1. 0.17-0.21: Gauss' theorem check fails with a 0.016459 absolute difference.
2. 0.22-0.26 S matrix is not positive-definite.
3. 0.27-0.32 S matrix is not positive-definite.
4. 0.33-0.35: Gauss' theorem check fails with a 0.0389664 absolute difference.

Whereas I think cases 1 and 4 are now artifactual failure due to the too stringent condition on the Gauss' theorem check, cases 2 and 3 are failures due to artifacts in the cavity formation.

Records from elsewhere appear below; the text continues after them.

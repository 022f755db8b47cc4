use std::collections::VecDeque;

use hashbrown::HashSet;
use nom::Parser;
use serde::{Deserialize, Serialize};

pub mod parser;

/// A symbol of a sentential form: a terminal character or a single
/// uppercase nonterminal.
#[derive(Debug, Clone, Copy, PartialEq, Eq, Hash, Serialize, Deserialize)]
pub enum Symbol {
    Terminal(char),
    Nonterminal(char),
}

/// One production rule, keeping the source text for display.
#[derive(Debug, Clone, PartialEq, Eq, Serialize, Deserialize)]
pub struct Production {
    pub text: String,
    pub lhs: char,
    pub alternatives: Vec<Vec<Symbol>>,
}

/// Three-valued verdict of the bounded membership test.
///
/// `Unknown` means the derivation budget ran out before the search could
/// decide either way.
#[derive(Debug, Clone, Copy, PartialEq, Eq, Serialize, Deserialize)]
pub enum Membership {
    Member,
    NotMember,
    Unknown,
}

impl Membership {
    pub fn is_member(&self) -> bool {
        matches!(self, Membership::Member)
    }

    pub fn is_decided(&self) -> bool {
        !matches!(self, Membership::Unknown)
    }
}

impl From<bool> for Membership {
    fn from(member: bool) -> Self {
        if member {
            Membership::Member
        } else {
            Membership::NotMember
        }
    }
}

/// A normalized sentential form during the derivation search: the number
/// of input characters already matched, plus the remaining symbols. An
/// open form always starts with a nonterminal.
enum Form {
    Complete,
    Dead,
    Open(usize, Vec<Symbol>),
}

/// A context-free grammar with a real (bounded) membership test.
#[derive(Debug, Clone, PartialEq, Eq, Serialize, Deserialize)]
pub struct Cfg {
    start_symbol: char,
    productions: Vec<Production>,
}

impl Cfg {
    /// Parses production lines into a grammar.
    ///
    /// Fails if a line does not parse or if the start symbol has no
    /// production.
    pub fn parse(start_symbol: char, lines: &[&str]) -> anyhow::Result<Cfg> {
        let mut productions = Vec::with_capacity(lines.len());

        for line in lines {
            let (lhs, alternatives) =
                match nom::combinator::all_consuming(parser::production::<nom::error::Error<&str>>)
                    .parse(line)
                {
                    Ok((_, parsed)) => parsed,
                    Err(e) => anyhow::bail!("failed to parse production {line:?}: {e}"),
                };

            productions.push(Production {
                text: line.to_string(),
                lhs,
                alternatives,
            });
        }

        if !productions.iter().any(|p| p.lhs == start_symbol) {
            anyhow::bail!("start symbol {start_symbol:?} has no production");
        }

        Ok(Cfg {
            start_symbol,
            productions,
        })
    }

    pub fn start_symbol(&self) -> char {
        self.start_symbol
    }

    pub fn productions(&self) -> &[Production] {
        &self.productions
    }

    pub fn production(&self, lhs: char) -> Option<&Production> {
        self.productions.iter().find(|p| p.lhs == lhs)
    }

    /// Consumes leading terminals of `form` against `input` starting at
    /// `pos`. A terminal mismatch (or leftover input with nothing to
    /// derive it from) kills the form.
    fn normalize(&self, input: &[char], mut pos: usize, form: Vec<Symbol>) -> Form {
        let mut symbols = form.into_iter();

        while let Some(symbol) = symbols.next() {
            match symbol {
                Symbol::Terminal(c) => {
                    if input.get(pos) == Some(&c) {
                        pos += 1;
                    } else {
                        return Form::Dead;
                    }
                }
                Symbol::Nonterminal(n) => {
                    let mut rest = vec![Symbol::Nonterminal(n)];
                    rest.extend(symbols);
                    return Form::Open(pos, rest);
                }
            }
        }

        if pos == input.len() {
            Form::Complete
        } else {
            Form::Dead
        }
    }

    /// Bounded leftmost-derivation membership test.
    ///
    /// Explores sentential forms breadth-first, expanding the leftmost
    /// nonterminal. Forms are pruned when their terminal prefix stops
    /// matching the input, when their terminal count already exceeds the
    /// input length, or when they were seen before. `budget` caps the
    /// number of expansions; grammars that can grow forms without
    /// producing terminals (e.g. `S → S S`) exhaust it and come back
    /// [`Membership::Unknown`].
    pub fn membership(&self, input: &str, budget: u64) -> Membership {
        let input: Vec<char> = input.chars().collect();

        let mut queue: VecDeque<(usize, Vec<Symbol>)> = VecDeque::new();
        let mut seen: HashSet<(usize, Vec<Symbol>)> = HashSet::new();

        match self.normalize(&input, 0, vec![Symbol::Nonterminal(self.start_symbol)]) {
            Form::Complete => return Membership::Member,
            Form::Dead => return Membership::NotMember,
            Form::Open(pos, rest) => {
                queue.push_back((pos, rest));
            }
        }

        let mut steps: u64 = 0;

        while let Some((pos, form)) = queue.pop_front() {
            if steps >= budget {
                tracing::debug!(
                    "derivation budget of {} exhausted with {} forms left",
                    budget,
                    queue.len() + 1
                );
                return Membership::Unknown;
            }
            steps += 1;

            let head = match form.first() {
                Some(Symbol::Nonterminal(n)) => *n,
                // Open forms always start with a nonterminal.
                _ => continue,
            };

            // A nonterminal without a production cannot derive anything.
            let Some(production) = self.production(head) else {
                continue;
            };

            for alternative in &production.alternatives {
                let terminal_count = alternative
                    .iter()
                    .chain(form[1..].iter())
                    .filter(|s| matches!(s, Symbol::Terminal(_)))
                    .count();
                if pos + terminal_count > input.len() {
                    continue;
                }

                let mut candidate = alternative.clone();
                candidate.extend_from_slice(&form[1..]);

                match self.normalize(&input, pos, candidate) {
                    Form::Complete => return Membership::Member,
                    Form::Dead => {}
                    Form::Open(npos, nrest) => {
                        let key = (npos, nrest);
                        if seen.insert(key.clone()) {
                            queue.push_back(key);
                        }
                    }
                }
            }
        }

        Membership::NotMember
    }
}
use std::fmt::Display;

use serde::{Deserialize, Serialize};

use crate::automaton::{cfg::Cfg, dfa::Dfa, pda::Pda};

pub mod cfg;
pub mod definition;
pub mod dfa;
pub mod graphviz;
pub mod pda;
pub mod trace;

/// Discriminant for the three machine flavors the library models.
#[derive(Debug, Clone, Copy, PartialEq, Eq, Hash, Serialize, Deserialize)]
pub enum MachineKind {
    Dfa,
    Pda,
    Cfg,
}

impl Display for MachineKind {
    fn fmt(&self, f: &mut std::fmt::Formatter<'_>) -> std::fmt::Result {
        match self {
            MachineKind::Dfa => write!(f, "DFA"),
            MachineKind::Pda => write!(f, "PDA"),
            MachineKind::Cfg => write!(f, "CFG"),
        }
    }
}

/// A compiled machine, tagged with its kind.
///
/// The transition engine and the graph generator dispatch on this tag
/// instead of probing the payload for shape.
#[derive(Debug, Clone)]
pub enum Machine {
    Dfa(Dfa),
    Pda(Pda),
    Cfg(Cfg),
}

impl Machine {
    pub fn kind(&self) -> MachineKind {
        match self {
            Machine::Dfa(_) => MachineKind::Dfa,
            Machine::Pda(_) => MachineKind::Pda,
            Machine::Cfg(_) => MachineKind::Cfg,
        }
    }

    pub fn as_dfa(&self) -> Option<&Dfa> {
        match self {
            Machine::Dfa(dfa) => Some(dfa),
            _ => None,
        }
    }

    pub fn as_pda(&self) -> Option<&Pda> {
        match self {
            Machine::Pda(pda) => Some(pda),
            _ => None,
        }
    }

    pub fn as_cfg(&self) -> Option<&Cfg> {
        match self {
            Machine::Cfg(cfg) => Some(cfg),
            _ => None,
        }
    }

    /// The declared input alphabet, if the machine has one.
    /// Grammars are not alphabet-checked, so they return [None].
    pub fn alphabet(&self) -> Option<&[char]> {
        match self {
            Machine::Dfa(dfa) => Some(dfa.alphabet()),
            Machine::Pda(pda) => Some(pda.alphabet()),
            Machine::Cfg(_) => None,
        }
    }
}

/// A structural invariant violated by an automaton definition.
///
/// These are caught once when a definition is compiled. A definition that
/// fails the check must not be used for stepping or rendering.
#[derive(Debug, Clone, PartialEq, Eq, Serialize, Deserialize)]
pub enum MalformedAutomaton {
    DuplicateState {
        state: String,
    },
    UnknownStartState {
        state: String,
    },
    UnknownAcceptingState {
        state: String,
    },
    UnknownPushState {
        state: String,
    },
    UnknownPopState {
        state: String,
    },
    UnknownTransitionSource {
        state: String,
    },
    UnknownTransitionTarget {
        state: String,
        target: String,
    },
    SymbolNotInAlphabet {
        state: String,
        symbol: char,
    },
    /// A DFA transition with no symbol. Only PDAs may take epsilon moves.
    EpsilonNotAllowed {
        state: String,
    },
    /// Two transitions from the same state on the same symbol (or both on
    /// epsilon) with different targets.
    ConflictingTransition {
        state: String,
        symbol: Option<char>,
        existing: String,
        conflicting: String,
    },
}

impl Display for MalformedAutomaton {
    fn fmt(&self, f: &mut std::fmt::Formatter<'_>) -> std::fmt::Result {
        match self {
            MalformedAutomaton::DuplicateState { state } => {
                write!(f, "state {state:?} is declared more than once")
            }
            MalformedAutomaton::UnknownStartState { state } => {
                write!(f, "start state {state:?} is not in the state set")
            }
            MalformedAutomaton::UnknownAcceptingState { state } => {
                write!(f, "accepting state {state:?} is not in the state set")
            }
            MalformedAutomaton::UnknownPushState { state } => {
                write!(f, "push state {state:?} is not in the state set")
            }
            MalformedAutomaton::UnknownPopState { state } => {
                write!(f, "pop state {state:?} is not in the state set")
            }
            MalformedAutomaton::UnknownTransitionSource { state } => {
                write!(f, "transition source {state:?} is not in the state set")
            }
            MalformedAutomaton::UnknownTransitionTarget { state, target } => {
                write!(
                    f,
                    "transition from {state:?} points at {target:?}, which is not in the state set"
                )
            }
            MalformedAutomaton::SymbolNotInAlphabet { state, symbol } => {
                write!(
                    f,
                    "transition from {state:?} uses symbol {symbol:?}, which is not in the alphabet"
                )
            }
            MalformedAutomaton::EpsilonNotAllowed { state } => {
                write!(
                    f,
                    "transition from {state:?} has no symbol, but DFAs cannot take epsilon moves"
                )
            }
            MalformedAutomaton::ConflictingTransition {
                state,
                symbol,
                existing,
                conflicting,
            } => {
                let symbol = match symbol {
                    Some(s) => format!("{s:?}"),
                    None => "ε".to_string(),
                };
                write!(
                    f,
                    "state {state:?} has two transitions on {symbol} with different targets ({existing:?} and {conflicting:?})"
                )
            }
        }
    }
}

impl std::error::Error for MalformedAutomaton {}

Again, apologies for the extremely slow reply to this issue and for not being of more help!

[Sungwoo-Kang]

Thank you for your attention! I have tested a latest commit with a few molecules, and found the program halts or gives good solvation free energy values. Most difficult case was diphenyl molecule, but it works well enough after the Gauss' theorem check threshold changed to relative one. Thanks!

[robertodr]

Thanks for trying it out! It's not a solution, but at least gives the users a chance to understand what's going wrong. We'll mint a new minor release soon.